Study design and participants
This retrospective observational cohort study was performed in the following 12 hospitals of Wallonia in Belgium: Centre Hospitalier Universitaire of Liege, Centre Hospitalier Régional of Liege, Centre Hospitalier Chrétien of Liege, Centre Hospitalier Régional of Verviers, Centre Hospitalier Chrétien of Hermalle, Centre Hospitalier Régional of Huy, Clinique Notre-Dame de Grâce of Gosselies, Centre Hospitalier Universitaire (Université Catholique de Louvain) of Dinant, Klinik St Josef VoG of St Vith, Centre Hospitalier of Malmedy, Centre Hospitalier du Bois de l’Abbaye of Seraing, and Centre Hospitalier André Renard of Herstal.
The creation of the database was planned during the study period and collection started after approval of the Ethics Committee.
The study protocol was approved by the Ethics Committee of the University Hospital of Liege on May 29, 2020. Due to the retrospective nature of the data collected, in accordance with Belgian law, no consent from the patient was required.
Procedures
We identified all consecutive adult patients admitted to the participating ICUs for acute respiratory failure due to SARS-CoV-2 pneumonia (diagnosed with a chest tomodensitometry suggestive of COVID-19 and with a positive polymerase chain reaction (PCR) for SARS-CoV-2 in nasal swab), and mechanically ventilated for at least 24 hours from March 1 to April 25, 2020. The patients were studied for their entire hospital stay or for a minimum of 42 days in case of prolonged hospital stay. The following data were retrospectively collected and entered in a clinical report form transmitted to the participating ICUs. On ICU admission, the admission date, age, gender, Body Mass Index (BMI), SARS-CoV-2 viral load (Cycles Threshold, Gene E), quantitative chest CT-scan analysis and underlying conditions (smoking, chronic kidney disease, diabetes, hypertension) were collected. During the ICU stay, diuresis, mean arterial pressure, PaO2, FiO2, PaO2/FiO2 ratio, and laboratory blood values (creatinine, bilirubin, ferritin, C-reactive protein (CRP), D-dimer, platelets count and lymphocytes count) were collected on days 0 and 7. Sequential organ failure assessment (SOFA) score and Glasgow coma score were calculated on days 0 and 7 after ICU admission. Use of drugs oriented against COVID-19 (hydroxychloroquine, azithromycin, corticosteroid and monoclonal antibodies directed against interleukin (IL)-1 or 6), use of vasopressors, renal replacement therapy (RRT), extra-corporeal membrane oxygenation (ECMO), duration of mechanical ventilation, length of ICU stay, and ICU and ventilator-free days at day 42 were collected. Patients were defined as treated with corticosteroid for COVID-19 if the corticosteroid therapy (methylprednisolone or dexamethasone) was started between day 0 and day 7 after ICU admission. In particular, corticosteroids use at a later stage of the stay, either for rescue therapy of ARDS or for prevention of extubation stridor was not considered.
Outcomes
The primary outcome was survival during the hospital stay. Secondary outcomes included use of vasopressors, RRT or ECMO, ICU and ventilator-free days at day 42, and evolution of the main physiological values between days 0 and 7.
Statistical methods
Quantitative variables are reported as median and interquartile range (Q1-Q3). Categorical variables are expressed as number (%).

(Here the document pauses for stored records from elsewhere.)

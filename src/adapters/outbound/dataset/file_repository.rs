use super::parser::{DatasetFormat, DatasetParser};
use crate::comparison::domain::VendorDataset;
use crate::ports::outbound::VendorDatasetRepository;
use crate::shared::error::AnalysisError;
use crate::shared::security::read_checked;
use crate::shared::Result;
use std::path::PathBuf;

/// FileDatasetRepository adapter loading a vendor dataset from disk
///
/// The format follows the extension: `.yml`/`.yaml`, `.json` or `.toml`.
pub struct FileDatasetRepository {
    path: PathBuf,
}

impl FileDatasetRepository {
    pub fn new(path: PathBuf) -> Self {
        Self { path }
    }
}

impl VendorDatasetRepository for FileDatasetRepository {
    fn load_dataset(&self) -> Result<VendorDataset> {
        let format = DatasetFormat::from_path(&self.path).ok_or_else(|| {
            AnalysisError::UnsupportedDatasetFormat {
                path: self.path.clone(),
            }
        })?;

        if !self.path.exists() {
            return Err(AnalysisError::DatasetNotFound {
                path: self.path.clone(),
                suggestion: "Check the --dataset path, or omit it to use the built-in dataset"
                    .to_string(),
            }
            .into());
        }

        let content = read_checked(&self.path, "vendor dataset").map_err(|e| {
            AnalysisError::FileReadError {
                path: self.path.clone(),
                details: e.to_string(),
            }
        })?;

        DatasetParser::parse(&content, format, &self.path)
    }

    fn source(&self) -> String {
        self.path.display().to_string()
    }
}

#[cfg(test)]
mod tests {
    use super::*;
    use std::fs;
    use tempfile::TempDir;

    const JSON: &str = r#"{
        "version": "file-1",
        "vendors": [{
            "id": "acme",
            "name": "Acme NAC",
            "deployment": "on_premise",
            "market_position": "niche",
            "market_share": 1,
            "pricing": { "model": "flat_rate", "monthly_rate": 2000 },
            "costs": {
                "hardware_annual": 15000, "implementation": 30000, "training": 8000,
                "support_percent": 22, "fte_factor": 1.5, "hidden_cost_multiplier": 0.25
            },
            "implementation": { "complexity": "high", "deploy_days": 120, "training_hours": 40 },
            "security": { "cve_count": 9, "zero_trust_score": 40, "breach_risk_reduction": 45 }
        }]
    }"#;

    #[test]
    fn test_load_json_dataset() {
        let temp_dir = TempDir::new().unwrap();
        let path = temp_dir.path().join("vendors.json");
        fs::write(&path, JSON).unwrap();

        let repo = FileDatasetRepository::new(path.clone());
        let dataset = repo.load_dataset().unwrap();

        assert_eq!(dataset.version(), "file-1");
        assert_eq!(dataset.vendors()[0].implementation.maintenance_windows, 4);
        assert_eq!(repo.source(), path.display().to_string());
    }

    #[test]
    fn test_missing_file() {
        let temp_dir = TempDir::new().unwrap();
        let repo = FileDatasetRepository::new(temp_dir.path().join("missing.yml"));

        let err = repo.load_dataset().unwrap_err();
        let msg = err.to_string();
        assert!(msg.contains("Vendor dataset not found"));
        assert!(msg.contains("--dataset"));
    }

    #[test]
    fn test_unsupported_extension() {
        let temp_dir = TempDir::new().unwrap();
        let path = temp_dir.path().join("vendors.csv");
        fs::write(&path, "id,name").unwrap();

        let err = FileDatasetRepository::new(path).load_dataset().unwrap_err();
        assert!(err.to_string().contains("Unsupported dataset format"));
    }

    #[test]
    fn test_directory_is_rejected() {
        let temp_dir = TempDir::new().unwrap();
        let dir = temp_dir.path().join("vendors.yml");
        fs::create_dir(&dir).unwrap();

        let err = FileDatasetRepository::new(dir).load_dataset().unwrap_err();
        assert!(err.to_string().contains("not a regular file"));
    }
}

A Kaplan-Meier plot was used to describe survival rate.
Simple and multiple time-dependent Cox regression models were used to assess the effects of factors on survival. All the variables which had a p-value lower than the critical level of 0.1 were selected for the multivariate model.
A p-value < 0.05 was considered significant. Missing data were not replaced. Calculations were done using SAS (version 9.4) and R (version 3.6.2) softwares.